[Collected data]
------------

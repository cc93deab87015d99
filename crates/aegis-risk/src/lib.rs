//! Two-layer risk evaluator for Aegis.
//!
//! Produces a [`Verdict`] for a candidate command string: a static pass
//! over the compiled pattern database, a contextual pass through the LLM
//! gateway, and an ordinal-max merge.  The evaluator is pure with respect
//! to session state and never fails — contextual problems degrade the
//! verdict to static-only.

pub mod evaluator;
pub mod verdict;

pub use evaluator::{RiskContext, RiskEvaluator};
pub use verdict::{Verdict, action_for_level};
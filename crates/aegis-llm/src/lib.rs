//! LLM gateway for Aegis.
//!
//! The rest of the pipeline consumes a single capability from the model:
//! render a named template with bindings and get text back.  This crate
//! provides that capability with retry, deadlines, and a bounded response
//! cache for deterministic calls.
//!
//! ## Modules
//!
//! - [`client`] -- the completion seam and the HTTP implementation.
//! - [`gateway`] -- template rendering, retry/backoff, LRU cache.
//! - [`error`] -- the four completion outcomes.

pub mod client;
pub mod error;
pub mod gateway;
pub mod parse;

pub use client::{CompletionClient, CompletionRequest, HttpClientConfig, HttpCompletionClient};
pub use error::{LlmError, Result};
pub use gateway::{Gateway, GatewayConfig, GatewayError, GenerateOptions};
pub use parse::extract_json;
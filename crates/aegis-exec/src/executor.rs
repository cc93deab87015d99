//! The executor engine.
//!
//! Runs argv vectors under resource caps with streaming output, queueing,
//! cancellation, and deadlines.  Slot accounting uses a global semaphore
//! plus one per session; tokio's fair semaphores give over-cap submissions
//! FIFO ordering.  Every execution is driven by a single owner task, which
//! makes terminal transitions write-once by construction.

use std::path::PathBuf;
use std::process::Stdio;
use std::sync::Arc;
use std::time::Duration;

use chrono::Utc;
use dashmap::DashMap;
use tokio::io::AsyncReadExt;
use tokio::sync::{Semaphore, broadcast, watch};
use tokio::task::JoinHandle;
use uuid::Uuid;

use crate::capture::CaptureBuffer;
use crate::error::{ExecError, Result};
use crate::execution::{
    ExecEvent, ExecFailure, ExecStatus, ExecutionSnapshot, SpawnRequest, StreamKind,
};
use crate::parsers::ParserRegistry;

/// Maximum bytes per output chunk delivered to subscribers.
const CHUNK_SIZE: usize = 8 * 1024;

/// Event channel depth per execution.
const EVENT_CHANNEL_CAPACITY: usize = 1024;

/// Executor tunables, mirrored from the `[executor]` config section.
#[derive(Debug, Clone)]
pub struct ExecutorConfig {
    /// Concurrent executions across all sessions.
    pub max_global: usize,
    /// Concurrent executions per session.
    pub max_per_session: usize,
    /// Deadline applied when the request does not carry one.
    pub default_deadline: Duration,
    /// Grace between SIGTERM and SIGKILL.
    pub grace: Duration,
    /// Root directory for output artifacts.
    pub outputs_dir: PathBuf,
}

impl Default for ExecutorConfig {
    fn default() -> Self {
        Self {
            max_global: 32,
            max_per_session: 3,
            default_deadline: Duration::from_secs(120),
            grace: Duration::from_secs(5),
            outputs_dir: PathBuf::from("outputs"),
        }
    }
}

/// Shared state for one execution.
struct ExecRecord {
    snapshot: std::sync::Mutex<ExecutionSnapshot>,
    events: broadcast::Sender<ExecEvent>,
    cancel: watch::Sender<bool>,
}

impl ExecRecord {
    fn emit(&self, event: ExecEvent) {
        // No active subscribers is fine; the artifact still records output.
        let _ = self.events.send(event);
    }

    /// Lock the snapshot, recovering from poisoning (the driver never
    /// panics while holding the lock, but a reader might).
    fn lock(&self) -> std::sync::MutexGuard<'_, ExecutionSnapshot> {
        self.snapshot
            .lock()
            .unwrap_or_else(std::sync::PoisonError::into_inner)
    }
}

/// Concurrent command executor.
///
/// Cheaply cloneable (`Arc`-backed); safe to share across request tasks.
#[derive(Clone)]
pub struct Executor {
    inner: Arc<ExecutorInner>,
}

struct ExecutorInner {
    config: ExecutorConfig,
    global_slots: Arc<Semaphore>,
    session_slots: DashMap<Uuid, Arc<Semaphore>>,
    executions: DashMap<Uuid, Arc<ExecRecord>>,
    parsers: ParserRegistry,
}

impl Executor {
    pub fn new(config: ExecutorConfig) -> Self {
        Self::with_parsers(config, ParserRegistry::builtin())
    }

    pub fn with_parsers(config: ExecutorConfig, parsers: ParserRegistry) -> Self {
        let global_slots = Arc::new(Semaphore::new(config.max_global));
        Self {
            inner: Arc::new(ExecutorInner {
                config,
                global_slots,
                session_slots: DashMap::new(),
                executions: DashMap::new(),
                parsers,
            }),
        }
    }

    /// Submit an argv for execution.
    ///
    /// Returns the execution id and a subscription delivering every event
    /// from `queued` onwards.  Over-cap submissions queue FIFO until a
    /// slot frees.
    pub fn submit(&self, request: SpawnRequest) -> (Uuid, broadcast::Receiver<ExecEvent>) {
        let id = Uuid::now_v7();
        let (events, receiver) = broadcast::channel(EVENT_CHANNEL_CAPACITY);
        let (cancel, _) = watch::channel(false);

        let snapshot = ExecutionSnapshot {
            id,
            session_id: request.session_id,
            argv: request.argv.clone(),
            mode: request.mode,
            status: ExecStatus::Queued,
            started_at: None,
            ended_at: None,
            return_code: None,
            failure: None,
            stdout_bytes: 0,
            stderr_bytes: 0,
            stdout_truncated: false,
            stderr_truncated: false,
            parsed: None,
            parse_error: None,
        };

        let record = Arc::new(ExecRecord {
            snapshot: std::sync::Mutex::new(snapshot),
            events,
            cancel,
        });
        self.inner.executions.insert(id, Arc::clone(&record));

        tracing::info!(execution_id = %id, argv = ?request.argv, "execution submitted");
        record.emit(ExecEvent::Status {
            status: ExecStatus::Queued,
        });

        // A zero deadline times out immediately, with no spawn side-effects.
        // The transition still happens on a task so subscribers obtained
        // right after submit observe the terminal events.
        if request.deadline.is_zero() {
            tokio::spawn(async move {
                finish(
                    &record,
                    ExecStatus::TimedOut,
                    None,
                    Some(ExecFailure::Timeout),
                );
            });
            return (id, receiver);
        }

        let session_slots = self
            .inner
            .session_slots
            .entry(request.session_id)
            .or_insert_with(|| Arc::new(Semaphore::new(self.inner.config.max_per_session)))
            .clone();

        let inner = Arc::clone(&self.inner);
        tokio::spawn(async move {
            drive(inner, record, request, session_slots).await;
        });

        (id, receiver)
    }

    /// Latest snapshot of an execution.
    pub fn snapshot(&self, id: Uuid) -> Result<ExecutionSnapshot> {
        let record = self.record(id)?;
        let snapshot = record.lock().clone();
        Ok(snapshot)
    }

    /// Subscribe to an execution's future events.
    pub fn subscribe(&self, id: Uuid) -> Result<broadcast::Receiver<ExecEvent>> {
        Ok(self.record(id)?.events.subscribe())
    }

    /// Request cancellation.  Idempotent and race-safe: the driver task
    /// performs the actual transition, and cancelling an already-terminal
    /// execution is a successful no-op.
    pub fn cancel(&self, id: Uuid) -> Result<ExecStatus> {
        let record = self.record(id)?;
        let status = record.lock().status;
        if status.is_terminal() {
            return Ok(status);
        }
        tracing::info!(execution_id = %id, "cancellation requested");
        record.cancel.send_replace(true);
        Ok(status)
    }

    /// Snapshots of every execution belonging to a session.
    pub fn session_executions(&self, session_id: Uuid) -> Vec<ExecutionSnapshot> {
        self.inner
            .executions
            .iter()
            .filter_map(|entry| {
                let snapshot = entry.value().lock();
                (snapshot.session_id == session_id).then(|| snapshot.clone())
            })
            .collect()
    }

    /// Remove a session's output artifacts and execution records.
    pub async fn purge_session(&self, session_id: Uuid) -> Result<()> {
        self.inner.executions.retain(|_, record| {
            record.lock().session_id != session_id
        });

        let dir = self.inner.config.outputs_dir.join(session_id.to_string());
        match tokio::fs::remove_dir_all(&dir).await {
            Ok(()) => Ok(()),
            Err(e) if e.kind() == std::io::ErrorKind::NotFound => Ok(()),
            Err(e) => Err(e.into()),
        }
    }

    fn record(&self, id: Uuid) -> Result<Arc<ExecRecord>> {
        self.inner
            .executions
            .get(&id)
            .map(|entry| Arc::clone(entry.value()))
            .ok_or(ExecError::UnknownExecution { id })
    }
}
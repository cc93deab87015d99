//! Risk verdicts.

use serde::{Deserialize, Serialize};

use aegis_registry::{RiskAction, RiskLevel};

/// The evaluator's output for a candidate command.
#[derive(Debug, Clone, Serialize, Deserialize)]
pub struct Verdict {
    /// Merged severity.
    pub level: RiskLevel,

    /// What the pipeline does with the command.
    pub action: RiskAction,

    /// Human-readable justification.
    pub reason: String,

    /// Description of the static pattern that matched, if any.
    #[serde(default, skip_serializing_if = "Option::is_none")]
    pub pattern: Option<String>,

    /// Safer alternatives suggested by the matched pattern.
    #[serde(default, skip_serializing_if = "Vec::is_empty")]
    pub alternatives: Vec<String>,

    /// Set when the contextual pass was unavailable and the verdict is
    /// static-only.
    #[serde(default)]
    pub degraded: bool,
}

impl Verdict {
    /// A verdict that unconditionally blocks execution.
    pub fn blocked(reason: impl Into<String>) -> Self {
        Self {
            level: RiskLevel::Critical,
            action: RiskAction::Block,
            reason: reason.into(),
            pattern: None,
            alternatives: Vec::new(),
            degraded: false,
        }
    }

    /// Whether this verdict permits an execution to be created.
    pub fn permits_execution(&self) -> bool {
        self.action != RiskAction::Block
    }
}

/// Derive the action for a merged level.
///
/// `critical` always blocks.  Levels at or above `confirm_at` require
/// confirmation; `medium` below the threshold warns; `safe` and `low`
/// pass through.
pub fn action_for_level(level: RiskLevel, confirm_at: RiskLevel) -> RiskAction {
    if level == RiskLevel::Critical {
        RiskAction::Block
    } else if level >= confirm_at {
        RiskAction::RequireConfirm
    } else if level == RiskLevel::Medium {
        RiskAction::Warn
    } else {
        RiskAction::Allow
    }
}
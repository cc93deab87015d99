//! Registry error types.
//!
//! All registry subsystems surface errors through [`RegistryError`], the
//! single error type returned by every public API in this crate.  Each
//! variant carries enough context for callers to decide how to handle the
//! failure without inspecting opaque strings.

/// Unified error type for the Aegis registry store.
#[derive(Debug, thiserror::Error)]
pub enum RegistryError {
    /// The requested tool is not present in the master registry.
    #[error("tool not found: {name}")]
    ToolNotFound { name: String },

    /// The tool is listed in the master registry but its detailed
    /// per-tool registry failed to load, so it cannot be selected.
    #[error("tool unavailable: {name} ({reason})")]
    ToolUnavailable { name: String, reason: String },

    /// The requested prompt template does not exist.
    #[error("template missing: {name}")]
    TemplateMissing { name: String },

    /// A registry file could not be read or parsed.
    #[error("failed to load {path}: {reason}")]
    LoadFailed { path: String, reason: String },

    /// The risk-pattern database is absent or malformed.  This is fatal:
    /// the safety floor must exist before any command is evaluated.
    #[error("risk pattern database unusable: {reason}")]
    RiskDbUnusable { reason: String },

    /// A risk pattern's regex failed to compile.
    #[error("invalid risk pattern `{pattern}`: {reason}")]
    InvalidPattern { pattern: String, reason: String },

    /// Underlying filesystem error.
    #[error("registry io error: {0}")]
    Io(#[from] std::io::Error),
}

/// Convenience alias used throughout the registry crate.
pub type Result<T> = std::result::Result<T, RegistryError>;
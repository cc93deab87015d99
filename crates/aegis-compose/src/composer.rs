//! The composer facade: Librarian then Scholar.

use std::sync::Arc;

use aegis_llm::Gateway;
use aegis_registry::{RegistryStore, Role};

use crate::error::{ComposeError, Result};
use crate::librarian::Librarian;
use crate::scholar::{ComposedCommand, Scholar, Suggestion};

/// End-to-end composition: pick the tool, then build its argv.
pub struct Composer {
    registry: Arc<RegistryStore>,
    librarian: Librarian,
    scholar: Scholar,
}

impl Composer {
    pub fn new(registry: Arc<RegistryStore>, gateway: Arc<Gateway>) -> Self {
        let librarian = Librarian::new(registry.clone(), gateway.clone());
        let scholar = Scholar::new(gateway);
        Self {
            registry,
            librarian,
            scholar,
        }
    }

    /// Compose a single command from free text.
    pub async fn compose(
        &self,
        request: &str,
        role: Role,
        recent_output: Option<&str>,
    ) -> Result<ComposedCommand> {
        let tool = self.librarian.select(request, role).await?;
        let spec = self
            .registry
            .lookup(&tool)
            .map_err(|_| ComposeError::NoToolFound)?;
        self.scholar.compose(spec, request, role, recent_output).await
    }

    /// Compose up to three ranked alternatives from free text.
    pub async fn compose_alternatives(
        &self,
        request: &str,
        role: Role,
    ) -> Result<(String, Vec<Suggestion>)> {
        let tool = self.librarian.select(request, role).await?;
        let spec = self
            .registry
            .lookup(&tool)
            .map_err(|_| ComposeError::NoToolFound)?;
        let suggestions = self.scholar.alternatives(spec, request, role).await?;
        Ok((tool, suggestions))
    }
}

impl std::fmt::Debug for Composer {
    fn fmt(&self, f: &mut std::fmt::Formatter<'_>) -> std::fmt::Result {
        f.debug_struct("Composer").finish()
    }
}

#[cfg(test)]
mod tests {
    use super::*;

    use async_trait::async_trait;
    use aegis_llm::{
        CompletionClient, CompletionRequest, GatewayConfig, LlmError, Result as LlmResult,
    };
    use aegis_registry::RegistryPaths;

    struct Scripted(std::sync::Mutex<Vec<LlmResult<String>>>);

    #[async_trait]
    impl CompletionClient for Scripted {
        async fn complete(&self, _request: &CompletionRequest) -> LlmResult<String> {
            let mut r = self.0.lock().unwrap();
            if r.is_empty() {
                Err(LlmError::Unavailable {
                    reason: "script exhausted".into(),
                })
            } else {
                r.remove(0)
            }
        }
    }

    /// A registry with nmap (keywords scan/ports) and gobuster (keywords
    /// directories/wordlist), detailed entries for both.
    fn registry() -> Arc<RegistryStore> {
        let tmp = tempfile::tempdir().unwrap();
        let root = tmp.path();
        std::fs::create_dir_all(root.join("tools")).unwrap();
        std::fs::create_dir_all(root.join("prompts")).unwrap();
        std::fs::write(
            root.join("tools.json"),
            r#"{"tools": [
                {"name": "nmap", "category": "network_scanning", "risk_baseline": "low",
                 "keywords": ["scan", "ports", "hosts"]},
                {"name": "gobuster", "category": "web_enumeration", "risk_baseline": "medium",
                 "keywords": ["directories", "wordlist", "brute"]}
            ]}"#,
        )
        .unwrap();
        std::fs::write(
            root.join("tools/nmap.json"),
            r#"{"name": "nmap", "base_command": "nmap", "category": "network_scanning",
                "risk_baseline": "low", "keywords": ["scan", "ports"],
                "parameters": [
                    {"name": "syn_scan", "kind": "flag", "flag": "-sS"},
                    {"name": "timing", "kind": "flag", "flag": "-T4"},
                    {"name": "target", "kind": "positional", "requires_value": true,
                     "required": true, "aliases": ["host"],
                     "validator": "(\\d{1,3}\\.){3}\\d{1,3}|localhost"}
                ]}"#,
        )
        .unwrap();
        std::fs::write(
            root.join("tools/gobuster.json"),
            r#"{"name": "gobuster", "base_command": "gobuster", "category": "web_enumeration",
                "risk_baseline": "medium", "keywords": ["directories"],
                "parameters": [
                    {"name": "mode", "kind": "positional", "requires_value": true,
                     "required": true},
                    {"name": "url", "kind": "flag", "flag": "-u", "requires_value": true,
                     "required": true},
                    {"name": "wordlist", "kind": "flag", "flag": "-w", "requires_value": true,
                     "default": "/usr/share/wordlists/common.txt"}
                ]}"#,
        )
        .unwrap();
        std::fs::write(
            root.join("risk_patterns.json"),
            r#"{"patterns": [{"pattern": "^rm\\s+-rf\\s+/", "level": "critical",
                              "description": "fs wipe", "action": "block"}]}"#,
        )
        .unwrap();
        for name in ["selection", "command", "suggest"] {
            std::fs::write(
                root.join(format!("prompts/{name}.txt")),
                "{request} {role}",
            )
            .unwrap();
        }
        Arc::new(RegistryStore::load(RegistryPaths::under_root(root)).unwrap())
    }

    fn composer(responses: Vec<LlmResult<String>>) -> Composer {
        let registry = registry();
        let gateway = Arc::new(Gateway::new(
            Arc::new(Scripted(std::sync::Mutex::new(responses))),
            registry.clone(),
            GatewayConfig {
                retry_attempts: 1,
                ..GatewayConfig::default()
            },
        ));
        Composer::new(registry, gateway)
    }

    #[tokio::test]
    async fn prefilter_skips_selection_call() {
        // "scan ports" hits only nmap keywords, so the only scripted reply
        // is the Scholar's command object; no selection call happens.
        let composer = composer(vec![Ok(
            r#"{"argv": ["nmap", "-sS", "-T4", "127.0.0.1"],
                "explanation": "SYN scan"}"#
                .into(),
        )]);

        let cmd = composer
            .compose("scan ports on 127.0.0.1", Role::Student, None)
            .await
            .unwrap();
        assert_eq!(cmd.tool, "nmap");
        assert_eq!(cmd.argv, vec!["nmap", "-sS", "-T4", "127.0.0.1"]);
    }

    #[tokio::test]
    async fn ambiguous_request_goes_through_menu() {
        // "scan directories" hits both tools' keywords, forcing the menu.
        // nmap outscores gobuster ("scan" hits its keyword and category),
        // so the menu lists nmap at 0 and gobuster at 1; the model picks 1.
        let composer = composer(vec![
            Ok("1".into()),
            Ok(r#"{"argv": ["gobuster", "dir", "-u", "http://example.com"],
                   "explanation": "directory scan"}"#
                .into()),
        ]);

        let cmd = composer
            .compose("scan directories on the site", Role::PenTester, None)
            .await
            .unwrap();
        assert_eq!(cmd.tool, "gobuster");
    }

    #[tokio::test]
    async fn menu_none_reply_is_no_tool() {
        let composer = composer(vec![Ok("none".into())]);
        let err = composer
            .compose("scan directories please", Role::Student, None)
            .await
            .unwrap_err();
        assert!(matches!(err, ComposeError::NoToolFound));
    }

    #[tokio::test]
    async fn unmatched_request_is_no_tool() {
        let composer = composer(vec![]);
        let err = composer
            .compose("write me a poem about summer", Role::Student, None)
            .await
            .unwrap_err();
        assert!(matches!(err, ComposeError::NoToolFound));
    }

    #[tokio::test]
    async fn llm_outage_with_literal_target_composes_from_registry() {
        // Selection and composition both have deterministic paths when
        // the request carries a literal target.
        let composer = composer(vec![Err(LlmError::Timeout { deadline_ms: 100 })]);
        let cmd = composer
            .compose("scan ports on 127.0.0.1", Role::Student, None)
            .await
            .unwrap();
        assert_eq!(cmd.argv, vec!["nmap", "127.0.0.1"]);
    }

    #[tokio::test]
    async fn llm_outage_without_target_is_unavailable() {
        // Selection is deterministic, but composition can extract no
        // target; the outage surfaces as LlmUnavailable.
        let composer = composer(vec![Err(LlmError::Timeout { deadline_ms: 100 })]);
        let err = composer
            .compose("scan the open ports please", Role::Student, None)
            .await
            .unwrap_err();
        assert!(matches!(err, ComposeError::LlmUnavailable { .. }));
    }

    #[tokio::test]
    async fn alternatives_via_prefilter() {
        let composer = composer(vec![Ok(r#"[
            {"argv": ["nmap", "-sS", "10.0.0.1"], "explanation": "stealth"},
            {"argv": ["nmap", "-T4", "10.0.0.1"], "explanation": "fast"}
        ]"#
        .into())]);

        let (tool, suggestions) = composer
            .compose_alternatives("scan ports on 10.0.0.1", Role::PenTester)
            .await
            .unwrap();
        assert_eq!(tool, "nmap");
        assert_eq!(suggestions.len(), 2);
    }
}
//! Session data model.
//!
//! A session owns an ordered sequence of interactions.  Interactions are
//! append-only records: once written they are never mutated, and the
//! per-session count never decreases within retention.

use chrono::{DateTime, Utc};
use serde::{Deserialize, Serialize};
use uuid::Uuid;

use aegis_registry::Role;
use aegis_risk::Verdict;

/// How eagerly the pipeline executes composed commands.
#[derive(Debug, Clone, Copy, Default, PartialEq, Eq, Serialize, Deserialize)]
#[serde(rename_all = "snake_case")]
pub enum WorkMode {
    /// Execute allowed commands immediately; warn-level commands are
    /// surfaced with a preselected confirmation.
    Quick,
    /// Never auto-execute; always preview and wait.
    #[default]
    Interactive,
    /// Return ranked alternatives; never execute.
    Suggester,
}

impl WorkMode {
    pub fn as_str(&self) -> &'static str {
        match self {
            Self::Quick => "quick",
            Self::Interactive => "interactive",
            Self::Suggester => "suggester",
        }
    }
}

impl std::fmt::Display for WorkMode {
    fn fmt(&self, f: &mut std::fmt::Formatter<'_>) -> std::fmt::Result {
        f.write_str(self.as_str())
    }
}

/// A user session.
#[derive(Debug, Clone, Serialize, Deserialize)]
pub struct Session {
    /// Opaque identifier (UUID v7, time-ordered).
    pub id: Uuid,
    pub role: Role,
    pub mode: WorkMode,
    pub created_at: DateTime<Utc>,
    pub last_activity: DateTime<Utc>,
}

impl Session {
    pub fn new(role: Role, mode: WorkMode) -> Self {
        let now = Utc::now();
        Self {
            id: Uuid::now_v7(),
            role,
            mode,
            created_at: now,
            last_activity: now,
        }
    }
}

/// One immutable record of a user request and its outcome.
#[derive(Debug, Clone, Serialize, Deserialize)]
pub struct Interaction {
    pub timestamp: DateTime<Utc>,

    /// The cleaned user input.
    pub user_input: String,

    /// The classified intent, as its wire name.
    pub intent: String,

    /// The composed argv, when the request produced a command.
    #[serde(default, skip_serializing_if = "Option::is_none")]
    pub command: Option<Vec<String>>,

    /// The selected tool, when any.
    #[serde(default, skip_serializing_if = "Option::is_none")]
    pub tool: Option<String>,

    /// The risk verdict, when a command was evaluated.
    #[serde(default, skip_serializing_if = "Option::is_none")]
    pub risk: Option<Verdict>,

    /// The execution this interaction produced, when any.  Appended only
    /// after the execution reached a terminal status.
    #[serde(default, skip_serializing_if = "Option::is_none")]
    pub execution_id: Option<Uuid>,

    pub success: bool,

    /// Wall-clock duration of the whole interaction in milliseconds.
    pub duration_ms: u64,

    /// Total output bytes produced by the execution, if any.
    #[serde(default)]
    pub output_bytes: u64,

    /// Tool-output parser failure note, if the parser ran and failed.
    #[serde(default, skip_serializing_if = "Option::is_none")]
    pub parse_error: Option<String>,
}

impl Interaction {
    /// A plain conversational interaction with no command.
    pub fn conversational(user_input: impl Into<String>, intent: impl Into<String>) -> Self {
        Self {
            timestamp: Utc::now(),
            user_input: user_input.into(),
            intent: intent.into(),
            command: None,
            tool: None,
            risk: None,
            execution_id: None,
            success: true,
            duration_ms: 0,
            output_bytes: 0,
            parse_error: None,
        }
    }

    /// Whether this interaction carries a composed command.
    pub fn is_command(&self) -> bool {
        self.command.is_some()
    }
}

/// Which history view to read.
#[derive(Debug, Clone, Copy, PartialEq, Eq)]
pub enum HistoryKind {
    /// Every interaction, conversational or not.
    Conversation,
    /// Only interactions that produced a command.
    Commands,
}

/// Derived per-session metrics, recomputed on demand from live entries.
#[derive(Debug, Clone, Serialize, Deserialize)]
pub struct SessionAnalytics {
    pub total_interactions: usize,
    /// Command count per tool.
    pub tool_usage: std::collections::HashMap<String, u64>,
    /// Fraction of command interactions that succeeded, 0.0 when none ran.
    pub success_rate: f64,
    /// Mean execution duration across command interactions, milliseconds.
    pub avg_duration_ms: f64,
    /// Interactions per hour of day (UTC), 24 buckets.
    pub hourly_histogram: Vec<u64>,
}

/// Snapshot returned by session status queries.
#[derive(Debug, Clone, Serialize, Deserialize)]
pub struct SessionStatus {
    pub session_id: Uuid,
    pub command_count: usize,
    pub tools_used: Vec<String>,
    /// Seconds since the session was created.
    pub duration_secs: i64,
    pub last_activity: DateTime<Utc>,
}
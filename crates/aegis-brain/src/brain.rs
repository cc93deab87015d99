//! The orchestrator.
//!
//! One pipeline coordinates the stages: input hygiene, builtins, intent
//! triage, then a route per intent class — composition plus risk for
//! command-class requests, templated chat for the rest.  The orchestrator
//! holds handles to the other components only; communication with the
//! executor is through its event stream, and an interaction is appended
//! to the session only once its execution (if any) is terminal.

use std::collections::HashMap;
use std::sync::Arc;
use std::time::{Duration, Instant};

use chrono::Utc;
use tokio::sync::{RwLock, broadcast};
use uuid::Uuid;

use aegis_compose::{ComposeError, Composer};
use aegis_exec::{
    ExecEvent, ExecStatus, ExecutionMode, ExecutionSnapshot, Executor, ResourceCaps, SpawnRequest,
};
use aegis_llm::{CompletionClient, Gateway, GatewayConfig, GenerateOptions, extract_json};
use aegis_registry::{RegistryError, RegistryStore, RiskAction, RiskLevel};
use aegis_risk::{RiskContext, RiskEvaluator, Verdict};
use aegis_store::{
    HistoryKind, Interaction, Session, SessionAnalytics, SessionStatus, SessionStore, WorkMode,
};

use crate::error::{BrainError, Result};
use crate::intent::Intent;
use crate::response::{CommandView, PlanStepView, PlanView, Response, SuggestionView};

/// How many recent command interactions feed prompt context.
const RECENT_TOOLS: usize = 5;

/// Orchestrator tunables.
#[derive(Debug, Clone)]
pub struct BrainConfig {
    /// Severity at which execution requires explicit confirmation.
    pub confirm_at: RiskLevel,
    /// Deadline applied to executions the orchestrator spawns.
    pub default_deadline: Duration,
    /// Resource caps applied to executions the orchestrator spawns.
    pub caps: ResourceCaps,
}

------------

Pull every line with "keywords" from the records.

    /// A registry with nmap (keywords scan/ports) and gobuster (keywords
                 "keywords": ["scan", "ports", "hosts"]},
                 "keywords": ["directories", "wordlist", "brute"]}
                "risk_baseline": "low", "keywords": ["scan", "ports"],
                "risk_baseline": "medium", "keywords": ["directories"],
        // "scan ports" hits only nmap keywords, so the only scripted reply
        // "scan directories" hits both tools' keywords, forcing the menu.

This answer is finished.